Por qué BBVA es uno de los más expuestos a Irán y cómo le afecta un petróleo disparado

BBVA es uno de los bancos europeos más expuestos al conflicto de Oriente Medio. Así lo afirman los estrategas de JP Morgan en uno de sus últimos informes, en el que analizan la situación de las entidades bancarias del Viejo Continente ante lo que está ocurriendo en Irán y, sobre todo, ante la subida sin freno del petróleo.

Tal y como apuntan estos analistas, la entidad vasca se encuentra en el grupo de bancos con «exposición indirecta potencial al riesgo crediticio de los sectores sensibles a las materias primas», teniendo en cuenta que el precio del petróleo de calidad Brent «ha aumentado un 26% y el gas natural europeo un 60% desde el inicio del conflicto».

Además de BBVA, en JP Morgan incluyen también en esta lista a Banco BPM, UniCredit, Crédit Agricole, Intesa Sanpaolo, BNP Paribas y HSBC. Se trata, todas ellas, de entidades bancarias con exposición a sectores sensibles a la subida de precio del crudo, como el de la agricultura, silvicultura y pesca; la industria manufacturera; la construcción; y el transporte y almacenamiento.

Son todas ellas, explican desde la firma estadounidense, «áreas de alto consumo energético cuyos costes de materias primas también se ven afectados por el aumento de los precios» del petróleo y el gas que se ha producido ante el cierre del estrecho de Ormuz, que es un cuello de botella por el que pasa alrededor del 20% del crudo y del 25% del gas que abastece la demanda mundial.

«En conjunto, estos sectores representan aproximadamente el 13% de las carteras de préstamos de los bancos europeos», explican los analistas de JP Morgan.

Como dicen, «el contexto económico más incierto en la actualidad se ha manifestado en el elevado coste del capital a dos años del sector, que se sitúa en torno al 11%, frente al 10% aproximadamente de principios de año».

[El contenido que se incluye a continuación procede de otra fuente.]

use clickngo::{
    config::AppConfig,
    db::{create_pool, orm_from_pool, run_migrations},
};

#[tokio::main]
async fn main() -> anyhow::Result<()> {
    dotenvy::dotenv().ok();
    tracing_subscriber::fmt()
        .with_env_filter(
            tracing_subscriber::EnvFilter::try_from_default_env()
                .unwrap_or_else(|_| "info,clickngo=debug".into()),
        )
        .init();

    let config = AppConfig::from_env()?;
    let pool = create_pool(&config.database_url, 1).await?;
    run_migrations(&orm_from_pool(&pool)).await?;
    println!("Migrations applied");
    Ok(())
}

Y aunque su escenario base no se centra en una recesión ni en una estanflación, reconocen que «a pesar del aplanamiento de las curvas de rendimiento (es decir, que los tipos a corto plazo suben más rápido que los tipos a largo plazo)», ven un «riesgo potencial de provisiones a medio plazo, incluso en el primer trimestre de 2026″, dada la prociclicidad de los modelos prospectivos de la NIIF 9.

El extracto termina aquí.